I won’t say that things in 2022 got back to anything approaching ‘normal’ (whatever that loaded term may mean), but there was certainly more opportunity to get out there and do things again in public. So with all this new-found freedom, I contrived to have my worst year since 2014 for films seen, and among the lowest number ever seen in a cinema (putting aside 2020). Part of the reason for that was managing to entirely miss the New Zealand Film Festival, and there aren’t really many other opportunities to see the best of world cinema on the big screen in this country. However, I’ll be moving to a larger city (Melbourne) next month, so I’m hoping to work on that particular statistic a little bit in the coming year.

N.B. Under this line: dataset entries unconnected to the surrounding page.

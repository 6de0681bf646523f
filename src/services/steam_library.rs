//! Steam library discovery.
//!
//! Steam records every library folder in `steamapps/libraryfolders.vdf` under its
//! install root:
//!
//! ```text
//! "libraryfolders"
//! {
//!     "0"
//!     {
//!         "path"      "C:\\Program Files (x86)\\Steam"
//!         ...
//!     }
//!     "1"
//!     {
//!         "path"      "D:\\SteamLibrary"
//!     }
//! }
//! ```
//!
//! Each library keeps one folder per game under `steamapps/common`, and only the
//! executables sitting directly in that folder are considered. A game that nests
//! its executable deeper is not discovered.

use crate::models::{GameExecutable, Launcher};
use crate::services::library_scanner::{
    GameLibrary, ScanContext, find_first_with_marker, game_from_path, is_executable,
    read_dir_sorted,
};
use anyhow::{Context, Result};
use camino::{Utf8Path, Utf8PathBuf};
use regex::Regex;
use std::fs;
use std::sync::Arc;

/// Install folder name appended to each layout prefix.
pub const STEAM_FOLDER: &str = "Steam";

/// Executable proving a candidate is a Steam install.
pub const STEAM_MARKER: &str = "steam.exe";

pub struct SteamLibrary {
    context: Arc<ScanContext>,

    /// Matches `"path"   "<value>"`, capturing the still-escaped value
    path_pattern: Regex,
}

impl SteamLibrary {
    pub fn new(context: Arc<ScanContext>) -> Self {
        Self {
            context,
            path_pattern: Regex::new(r#""path"\s+"((?:[^"\\]|\\.)*)""#)
                .expect("Invalid libraryfolders path regex"),
        }
    }

    /// Location of the library manifest under an install root.
    pub fn manifest_path(install_root: &Utf8Path) -> Utf8PathBuf {
        install_root.join("steamapps").join("libraryfolders.vdf")
    }

    /// Library folders listed in a manifest, in file order.
    pub fn parse_library_folders(&self, manifest: &str) -> Vec<Utf8PathBuf> {
        self.path_pattern
            .captures_iter(manifest)
            .map(|caps| Utf8PathBuf::from(unescape_vdf(&caps[1])))
            .collect()
    }

    fn read_library_folders(&self, install_root: &Utf8Path) -> Result<Vec<Utf8PathBuf>> {
        let manifest_path = Self::manifest_path(install_root);
        let manifest = fs::read(&manifest_path)
            .with_context(|| format!("Failed to read Steam manifest: {}", manifest_path))?;

        // The manifest is nominally UTF-8; tolerate stray bytes the same way the client does
        let manifest = String::from_utf8_lossy(&manifest);
        Ok(self.parse_library_folders(&manifest))
    }

    /// Executables directly inside each `steamapps/common/<game>` folder of one library.
    fn library_executables(&self, library: &Utf8Path) -> Vec<GameExecutable> {
        let common = library.join("steamapps").join("common");
        if !common.is_dir() {
            tracing::debug!("Steam library {} has no steamapps/common", library);
            return Vec::new();
        }

        read_dir_sorted(&common)
            .into_iter()
            .filter(|game_dir| game_dir.is_dir())
            .flat_map(|game_dir| read_dir_sorted(&game_dir))
            .filter(|path| path.is_file() && is_executable(path))
            .filter_map(|path| game_from_path(path, Launcher::Steam))
            .collect()
    }
}

impl GameLibrary for SteamLibrary {
    fn launcher(&self) -> Launcher {
        Launcher::Steam
    }

    fn find_install_root(&self) -> Option<Utf8PathBuf> {
        let candidates = self.context.candidate_paths(STEAM_FOLDER);
        find_first_with_marker(&candidates, STEAM_MARKER)
    }

    fn enumerate_games(&self, install_root: &Utf8Path) -> Vec<GameExecutable> {
        let libraries = match self.read_library_folders(install_root) {
            Ok(libraries) => libraries,
            Err(e) => {
                tracing::warn!("Skipping Steam games: {:#}", e);
                return Vec::new();
            }
        };

        tracing::debug!("Steam library folders: {:?}", libraries);

        let executables = libraries
            .iter()
            .flat_map(|library| self.library_executables(library))
            .collect();

        self.context.denylist.filter(executables)
    }
}

/// Undo VDF string escaping (`\\` → `\`, `\"` → `"`).
fn unescape_vdf(value: &str) -> String {
    let mut out = String::with_capacity(value.len());
    let mut chars = value.chars();
    while let Some(c) = chars.next() {
        if c == '\\' {
            if let Some(next) = chars.next() {
                out.push(next);
            }
        } else {
            out.push(c);
        }
    }
    out
}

Last year I included some graphs tracking the metrics by which I categorise what I watch, and it makes me realise I may need to tweak them somewhat. After all, perhaps the gender or ethnicity of the director isn’t the key metric by which to judge my success in diversifying my tastes. I would imagine the majority are still English-language films, but I’ve tried to cut down on blockbusters and superhero movies (usually, an interesting director is what’s lured me back into those, though, and each time I’ve found something new to be disappointed by, whether the lugubrious pacing of last year’s Eternals or the fishy aquatic silliness of Wakanda Forever). I’ve also been redoubling my efforts to move back through film history, which is necessarily a very difficult thing to do when you’re also trying to avoid films directed by white men. So in 2022, a lot of those did crop up, which means my graphs primarily tell the story of me trying to catch up on old films at home.

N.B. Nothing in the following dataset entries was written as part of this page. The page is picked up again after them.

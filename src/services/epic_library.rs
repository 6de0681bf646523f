//! Epic Games library discovery.
//!
//! The Epic launcher keeps no manifest we rely on, and publishers lay out their
//! install folders however they like, so every game folder under an
//! `Epic Games` base directory is walked to any depth.
//!
//! Games are not installed under the launcher's own root. They live in sibling
//! `Epic Games` directories on any partition, which is why enumeration looks at
//! every layout prefix rather than at the install root it is handed.

use crate::models::{GameExecutable, Launcher};
use crate::services::library_scanner::{
    GameLibrary, ScanContext, find_first_with_marker, game_from_path, is_executable,
    read_dir_sorted,
};
use camino::{Utf8Path, Utf8PathBuf};
use std::sync::Arc;
use walkdir::WalkDir;

/// Base directory name holding Epic games.
pub const EPIC_FOLDER: &str = "Epic Games";

/// Launcher binary directory relative to a layout prefix.
pub const EPIC_LAUNCHER_DIR: &str = "Epic Games/Launcher/Engine/Binaries/Win64";

/// Executable proving a candidate is an Epic launcher install.
pub const EPIC_MARKER: &str = "EpicGamesLauncher.exe";

/// Entries whose presence marks a base directory as the launcher's own install.
const LAUNCHER_ENTRIES: &[&str] = &["Launcher", "Epic Online Services"];

pub struct EpicLibrary {
    context: Arc<ScanContext>,
}

impl EpicLibrary {
    pub fn new(context: Arc<ScanContext>) -> Self {
        Self { context }
    }

    /// Existing `Epic Games` base directories that hold games.
    pub fn game_base_dirs(&self) -> Vec<Utf8PathBuf> {
        self.context
            .candidate_paths(EPIC_FOLDER)
            .into_iter()
            .filter(|base| base.is_dir())
            .filter(|base| {
                let hosts_launcher = LAUNCHER_ENTRIES
                    .iter()
                    .any(|entry| base.join(entry).exists());
                if hosts_launcher {
                    tracing::debug!("Skipping launcher directory {}", base);
                }
                !hosts_launcher
            })
            .collect()
    }

    /// Every executable below `game_dir`, at any depth.
    fn walk_game_folder(game_dir: &Utf8Path) -> Vec<GameExecutable> {
        WalkDir::new(game_dir)
            .sort_by_file_name()
            .into_iter()
            .filter_map(|entry| match entry {
                Ok(entry) => Some(entry),
                Err(e) => {
                    tracing::debug!("Skipping unreadable entry under {}: {}", game_dir, e);
                    None
                }
            })
            .filter(|entry| entry.file_type().is_file())
            .filter_map(|entry| Utf8PathBuf::from_path_buf(entry.into_path()).ok())
            .filter(|path| is_executable(path))
            .filter_map(|path| game_from_path(path, Launcher::Epic))
            .collect()
    }
}

impl GameLibrary for EpicLibrary {
    fn launcher(&self) -> Launcher {
        Launcher::Epic
    }

    fn find_install_root(&self) -> Option<Utf8PathBuf> {
        let candidates = self.context.candidate_paths(EPIC_LAUNCHER_DIR);
        find_first_with_marker(&candidates, EPIC_MARKER)
    }

    fn enumerate_games(&self, _install_root: &Utf8Path) -> Vec<GameExecutable> {
        let executables = self
            .game_base_dirs()
            .iter()
            .flat_map(|base| read_dir_sorted(base))
            .filter(|game_dir| game_dir.is_dir())
            .flat_map(|game_dir| Self::walk_game_folder(&game_dir))
            .collect();

        self.context.denylist.filter(executables)
    }
}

This chart has really taken a dive since moving to New Zealand, largely because there are far fewer opportunities for big screen adventures, when you don’t have the British Film Institute or the Institute of Contemporary Arts showing such a huge range of cinema from around the world and back through time, nor all the many independent, local or repertory cinemas. The Wellington Film Society still shows a lot of interesting things, but with just one film a week that’s not enough for those cinema figures to really catch up with how many I’ve been seeing historically. That, combined with missing the NZIFF, means that my cinema viewing has taken another dip.

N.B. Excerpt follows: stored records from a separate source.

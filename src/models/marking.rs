use std::fmt;
use std::str::FromStr;
use thiserror::Error;

/// Highest DSCP code point a QoS policy accepts.
pub const MAX_DSCP: u8 = 63;

/// Marking applied to newly added games when no `DEFAULT` has been saved.
/// 46 is Expedited Forwarding.
pub const FALLBACK_DEFAULT_DSCP: DscpValue = DscpValue(46);

/// Input rejected at the boundary, before any mutation.
#[derive(Error, Debug, Clone, PartialEq, Eq)]
pub enum ValidationError {
    #[error("DSCP value must be between 0 and 63, got {0}")]
    OutOfRange(i64),

    #[error("DSCP value must be a number between 0 and 63: {0:?}")]
    NotANumber(String),

    #[error("Game name must not be empty")]
    EmptyName,

    #[error("Game name {0:?} contains a reserved character ('=' or a line break)")]
    ReservedCharacter(String),

    #[error("Game name {0:?} must not start or end with whitespace")]
    PaddedName(String),

    #[error("{0:?} is not an executable (.exe) path")]
    NotAnExecutable(String),
}

/// A DSCP marking value, guaranteed to lie in `0..=63`.
#[derive(Debug, Clone, Copy, PartialEq, Eq, PartialOrd, Ord, Hash)]
pub struct DscpValue(u8);

impl DscpValue {
    /// Validate an arbitrary integer as a marking value.
    pub fn new(value: i64) -> Result<Self, ValidationError> {
        if (0..=i64::from(MAX_DSCP)).contains(&value) {
            Ok(Self(value as u8))
        } else {
            Err(ValidationError::OutOfRange(value))
        }
    }

    pub fn get(self) -> u8 {
        self.0
    }
}

impl TryFrom<i64> for DscpValue {
    type Error = ValidationError;

    fn try_from(value: i64) -> Result<Self, Self::Error> {
        Self::new(value)
    }
}

impl FromStr for DscpValue {
    type Err = ValidationError;

    fn from_str(s: &str) -> Result<Self, Self::Err> {
        let trimmed = s.trim();
        let value: i64 = trimmed
            .parse()
            .map_err(|_| ValidationError::NotANumber(trimmed.to_string()))?;
        Self::new(value)
    }
}

impl fmt::Display for DscpValue {
    fn fmt(&self, f: &mut fmt::Formatter<'_>) -> fmt::Result {
        fmt::Display::fmt(&self.0, f)
    }
}

/// Check that a game name can be used as a policy name and a registry key.
pub fn validate_game_name(name: &str) -> Result<(), ValidationError> {
    if name.trim().is_empty() {
        return Err(ValidationError::EmptyName);
    }
    if name.contains(['=', '\r', '\n']) {
        return Err(ValidationError::ReservedCharacter(name.to_string()));
    }
    if name.trim() != name {
        return Err(ValidationError::PaddedName(name.to_string()));
    }
    Ok(())
}
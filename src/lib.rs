// qosmgr - per-game network QoS (DSCP) policy manager
//
// This is the library crate containing discovery, the DSCP registry, the policy
// store adapter and the reconciliation engine. The binary crate (main.rs)
// provides the command-line entry point.

pub mod config;
pub mod engine;
pub mod logging;
pub mod metrics;
pub mod models;
pub mod registry;
pub mod services;
pub mod state;

// Re-export commonly used types for convenience
pub use crate::config::ConfigManager;
pub use engine::{DiscoveryReport, ReconciliationEngine};
pub use models::{AppState, DscpValue, GameEntry, GameExecutable, Launcher, Settings};
pub use registry::DscpRegistry;
pub use state::{StateChange, StateManager};

/// Application version
pub const VERSION: &str = env!("CARGO_PKG_VERSION");

/// Application name
pub const APP_NAME: &str = env!("CARGO_PKG_NAME");
//! Parser for the fixed-column table printed by
//! `Get-NetQosPolicy | Format-Table Name, AppPathNameMatchCondition`.
//!
//! ```text
//!
//! Name          AppPathNameMatchCondition
//! ----          -------------------------
//! cs2           D:\SteamLibrary\steamapps\common\Counter-Strike Global Offensive\game\bin\win64\cs2.exe
//! RocketLeague  C:\Program Files\Epic Games\rocketleague\Binaries\Win64\RocketLeague.exe
//!
//! ```
//!
//! Rules: leading blank padding is dropped, then [`HEADER_LINES`] lines (column
//! titles and dashes) are skipped. Each remaining non-blank row splits once, on
//! its first run of whitespace, into name and path. Names containing spaces are
//! therefore truncated at the first space, exactly as the table is ambiguous there.

use crate::models::PolicyRecord;

/// Title row plus dashed separator row.
pub const HEADER_LINES: usize = 2;

/// Rows of a policy table, in the order the store printed them.
pub fn parse_policy_table(output: &str) -> Vec<PolicyRecord> {
    output
        .lines()
        .skip_while(|line| line.trim().is_empty())
        .skip(HEADER_LINES)
        .filter_map(parse_row)
        .collect()
}

fn parse_row(line: &str) -> Option<PolicyRecord> {
    let line = line.trim();
    if line.is_empty() {
        return None;
    }

    let (name, rest) = line.split_once(char::is_whitespace)?;
    let app_path = rest.trim_start();
    if app_path.is_empty() {
        tracing::debug!("Ignoring policy row without a path: {:?}", line);
        return None;
    }

    Some(PolicyRecord {
        name: name.to_string(),
        app_path: app_path.to_string(),
    })
}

Who doesn’t love to see a nice clear trend. Unfortunately this isn’t the one I was hoping for. And while my viewing has been down on the whole, the number of films directed by women (or trans and gender-non-conforming people) is down to its lowest since 2014, at only 29% of all the films I saw, and white male directors back up to over half (52%) of my viewing. Maybe that’s just reflective of 2022 as a year and I am determined it will not be a trend that continues in 2023 (although there are still a lot of old films I need to see, plus I am planning a return to Il Cinema Ritrovato).
The third basic metric of my film watching is director ethnicity, which again has seen its lowest numbers in recent years, though only since 2016, being also now at 29% of all the films I watched. My recurring belief that I am just about to embark on a huge watch of the backlog of Japanese, Chinese, Hong Kong and Indian films I’ve not yet seen has yet to materialise it seems.
As usual, I shall redirect you to my Letterboxd account for a constantly-updated list of all the 2022 films I’ve seen (which are the ones with a 2022 production date), and I expect to keep adding films to it that only belatedly get a New Zealand/Australian release this coming year, or which I do finally catch up with (there are fully two new Claire Denis films from 2022, as well as a new Kelly Reichardt and a new Alice Diop, so I have no shortage of watching to do).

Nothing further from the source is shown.